When not captaining the Box Time ship or providing the lead guitar for Love Barons, J.J. Chamberlain can be found making music under his own name. “Eyeballs” is his latest single, and what a corker it is.
Reminiscent of some of the post-punk, jangle pop of the eighties and early ’90s indie (before everyone seemed to suffer from the mass delusion that Brit-pop was the way forward, the fools), it blends coiled, shimmering and robust guitar work normally found in more rock and indie climes with the deftness of touch and gentle infectiousness that successful pop demands. The fact that it reminds me of such seminal bands as House of Love and Gigolo Aunts can only be a good thing.

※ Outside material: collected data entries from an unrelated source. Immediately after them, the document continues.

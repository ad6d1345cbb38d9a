//! XML tree nodes
//!
//! A [`Node`] is either a leaf carrying a text value or a section carrying
//! ordered child nodes. Both carry a key (the element name) and attributes.
//! All key lookups are case-insensitive via [`keys_match`]; insertion order is
//! preserved and decides "first match" results.

use std::fmt;

use indexmap::IndexMap;
#[cfg(feature = "serde")]
use serde::{Deserialize, Serialize};

use crate::error::{Error, Result};
use crate::key::{keys_match, values_match};
use crate::value::{parse_enum, parse_value, ConfigEnum, FromConfigValue};

/// Attribute name to value, in source order
pub type Attributes = IndexMap<String, String>;

/// Payload of a node
#[derive(Clone, Debug, PartialEq, Eq)]
#[cfg_attr(feature = "serde", derive(Serialize, Deserialize))]
#[cfg_attr(feature = "serde", serde(rename_all = "lowercase"))]
pub enum NodeKind {
    /// Text value; empty means "no value"
    Leaf(String),
    /// Ordered children
    Section(Vec<Node>),
}

impl NodeKind {
    fn make_section(&mut self) -> &mut Vec<Node> {
        match self {
            Self::Section(children) => children,
            Self::Leaf(_) => {
                *self = Self::Section(Vec::new());
                self.make_section()
            }
        }
    }
}

/// A single element of an XML tree
#[derive(Clone, Debug, PartialEq, Eq)]
#[cfg_attr(feature = "serde", derive(Serialize, Deserialize))]
pub struct Node {
    key: String,
    #[cfg_attr(
        feature = "serde",
        serde(default, skip_serializing_if = "IndexMap::is_empty")
    )]
    attributes: Attributes,
    #[cfg_attr(feature = "serde", serde(flatten))]
    kind: NodeKind,
}

impl Node {
    /// Leaf node with a value
    pub fn leaf(key: impl Into<String>, value: impl Into<String>) -> Self {
        Self {
            key: key.into(),
            attributes: Attributes::new(),
            kind: NodeKind::Leaf(value.into()),
        }
    }

    /// Leaf node with no value. Inert, but serializes as an empty element.
    pub fn empty(key: impl Into<String>) -> Self {
        Self::leaf(key, String::new())
    }

    /// Section with no children
    pub fn section(key: impl Into<String>) -> Self {
        Self::section_with(key, Vec::new())
    }

    /// Section with the given children
    pub fn section_with(key: impl Into<String>, children: Vec<Self>) -> Self {
        Self {
            key: key.into(),
            attributes: Attributes::new(),
            kind: NodeKind::Section(children),
        }
    }

    /// Builder-style attribute setter
    pub fn with_attribute(mut self, name: impl Into<String>, value: impl Into<String>) -> Self {
        self.set_attribute(name, value);
        self
    }

    /// Builder-style replacement of all attributes
    pub fn with_attributes(mut self, attributes: Attributes) -> Self {
        self.attributes = attributes;
        self
    }

    /// Element name as written
    pub fn key(&self) -> &str {
        &self.key
    }

    /// Leaf value or section children
    pub fn kind(&self) -> &NodeKind {
        &self.kind
    }

    /// True when the node holds a text value
    pub fn is_leaf(&self) -> bool {
        matches!(self.kind, NodeKind::Leaf(_))
    }

    /// True when the node holds child nodes
    pub fn is_section(&self) -> bool {
        matches!(self.kind, NodeKind::Section(_))
    }

    /// This node's own value; empty for sections
    pub fn value(&self) -> &str {
        match &self.kind {
            NodeKind::Leaf(value) => value,
            NodeKind::Section(_) => "",
        }
    }

    /// This node's own value converted to `T`
    pub fn value_as<T: FromConfigValue>(&self) -> Result<T> {
        parse_value(self.value())
    }

    /// Replace this node's payload with a value. A section loses its children.
    pub fn set_value(&mut self, value: impl Into<String>) {
        self.kind = NodeKind::Leaf(value.into());
    }

    /// True for a leaf with no value: kept when built in code, dropped when parsed
    pub fn is_inert(&self) -> bool {
        match &self.kind {
            NodeKind::Leaf(value) => value.is_empty(),
            NodeKind::Section(children) => children.is_empty(),
        }
    }

    /// Attributes in source order
    pub fn attributes(&self) -> &Attributes {
        &self.attributes
    }

    /// Value of an attribute, matched case-insensitively
    pub fn attribute(&self, name: &str) -> Option<&str> {
        self.attributes
            .iter()
            .find(|(attr, _)| keys_match(attr, name))
            .map(|(_, value)| value.as_str())
    }

    /// Insert or replace an attribute
    pub fn set_attribute(&mut self, name: impl Into<String>, value: impl Into<String>) {
        self.attributes.insert(name.into(), value.into());
    }

    /// Direct children; empty for leaves
    pub fn children(&self) -> &[Self] {
        match &self.kind {
            NodeKind::Section(children) => children,
            NodeKind::Leaf(_) => &[],
        }
    }

    /// Mutable access to children, turning a leaf into a section
    pub fn children_mut(&mut self) -> &mut Vec<Self> {
        self.kind.make_section()
    }

    /// Direct children whose key matches
    pub fn children_named<'a>(&'a self, key: &'a str) -> impl Iterator<Item = &'a Self> + 'a {
        children_named(self.children(), key)
    }

    /// Value of the first direct child matching `key`.
    ///
    /// `None` when no child matches or when the first match is a section.
    pub fn get(&self, key: &str) -> Option<&str> {
        get(self.children(), key)
    }

    /// [`get`](Self::get) with a fallback
    pub fn get_or<'a>(&'a self, key: &str, default: &'a str) -> &'a str {
        self.get(key).unwrap_or(default)
    }

    /// Child value converted to `T`; `KeyNotFound` when there is no value
    pub fn get_as<T: FromConfigValue>(&self, key: &str) -> Result<T> {
        match self.get(key) {
            Some(value) if !value.is_empty() => parse_value(value),
            _ => Err(Error::key_not_found(key)),
        }
    }

    /// Child value converted to `T`, or `default` when absent.
    /// A present but malformed value is still an error.
    pub fn get_as_or<T: FromConfigValue>(&self, key: &str, default: T) -> Result<T> {
        match self.get(key) {
            Some(value) if !value.is_empty() => parse_value(value),
            _ => Ok(default),
        }
    }

    /// Child value parsed as enum `T`; `KeyNotFound` when there is no value
    pub fn get_enum<T: ConfigEnum>(&self, key: &str, ignore_case: bool) -> Result<T> {
        match self.get(key) {
            Some(value) if !value.is_empty() => parse_enum(value, ignore_case),
            _ => Err(Error::key_not_found(key)),
        }
    }

    /// Child value parsed as enum `T`, or `default` when absent
    pub fn get_enum_or<T: ConfigEnum>(&self, key: &str, default: T, ignore_case: bool) -> Result<T> {
        match self.get(key) {
            Some(value) if !value.is_empty() => parse_enum(value, ignore_case),
            _ => Ok(default),
        }
    }

    /// True if [`get`](Self::get) yields a non-empty value
    pub fn has_value(&self, key: &str) -> bool {
        self.get(key).is_some_and(|value| !value.is_empty())
    }

    /// Append a leaf child
    pub fn add_child(&mut self, key: impl Into<String>, value: impl fmt::Display) -> &mut Self {
        self.push(Self::leaf(key, value.to_string()))
    }

    /// Append a leaf child with no value
    pub fn add_empty(&mut self, key: impl Into<String>) -> &mut Self {
        self.push(Self::empty(key))
    }

    /// Append any node
    pub fn push(&mut self, node: Self) -> &mut Self {
        self.children_mut().push(node);
        self
    }

    /// Append an empty section and return it
    pub fn add_section(&mut self, key: impl Into<String>) -> &mut Self {
        push_returning(self.children_mut(), Self::section(key))
    }

    /// Overwrite the first direct child matching `key`, or append a new leaf
    pub fn set_child(&mut self, key: &str, value: impl fmt::Display) {
        let children = self.children_mut();
        match children.iter_mut().find(|child| keys_match(&child.key, key)) {
            Some(child) => child.set_value(value.to_string()),
            None => children.push(Self::leaf(key.trim(), value.to_string())),
        }
    }

    /// Remove and return the first direct child matching `key`
    pub fn remove_child(&mut self, key: &str) -> Option<Self> {
        let children = match &mut self.kind {
            NodeKind::Section(children) => children,
            NodeKind::Leaf(_) => return None,
        };
        let index = children
            .iter()
            .position(|child| keys_match(&child.key, key))?;
        Some(children.remove(index))
    }

    /// Section children
    pub fn sections(&self) -> impl Iterator<Item = &Self> {
        sections(self.children())
    }

    /// Section children whose key matches
    pub fn sections_named<'a>(&'a self, key: &'a str) -> impl Iterator<Item = &'a Self> + 'a {
        sections_named(self.children(), key)
    }

    /// Section children holding a direct leaf `node_key` whose value equals `value`
    /// (case-insensitive)
    pub fn sections_where<'a>(
        &'a self,
        node_key: &'a str,
        value: &'a str,
    ) -> impl Iterator<Item = &'a Self> + 'a {
        sections_where(self.children(), node_key, value)
    }

    pub fn has_sections(&self) -> bool {
        self.sections().next().is_some()
    }

    pub fn has_sections_named(&self, key: &str) -> bool {
        self.sections_named(key).next().is_some()
    }

    /// First node with a matching key, searching each child before its subtree
    pub fn find_node(&self, key: &str) -> Option<&Self> {
        find_node(self.children(), key)
    }

    pub fn find_node_mut(&mut self, key: &str) -> Option<&mut Self> {
        match &mut self.kind {
            NodeKind::Section(children) => find_node_mut(children, key),
            NodeKind::Leaf(_) => None,
        }
    }

    /// First-occurring, highest-level section with a matching key
    pub fn find_section(&self, key: &str) -> Option<&Self> {
        find_section(self.children(), key)
    }

    pub fn find_section_mut(&mut self, key: &str) -> Option<&mut Self> {
        match &mut self.kind {
            NodeKind::Section(children) => find_section_mut(children, key),
            NodeKind::Leaf(_) => None,
        }
    }
}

It is songs like this that remind us of what pop used to sound like. Sure, there has always been throwaway dross and pop pap clogging up the charts, but for a while at least, there was a time when pop could also be found in the form of guitar bands with smart lyrics, dexterous riffs and engaging sounds. “Eyeballs” reminds me of such a time.
Perhaps this eloquent and elegant slice of guitar pop, this swaggersome and suave assault on the mainstream world could trigger a whole new movement that sees cleverer and more deserving music makers storm the barricades and lay waste to chartland, only to rebuild it in their own image. Wouldn’t that be something?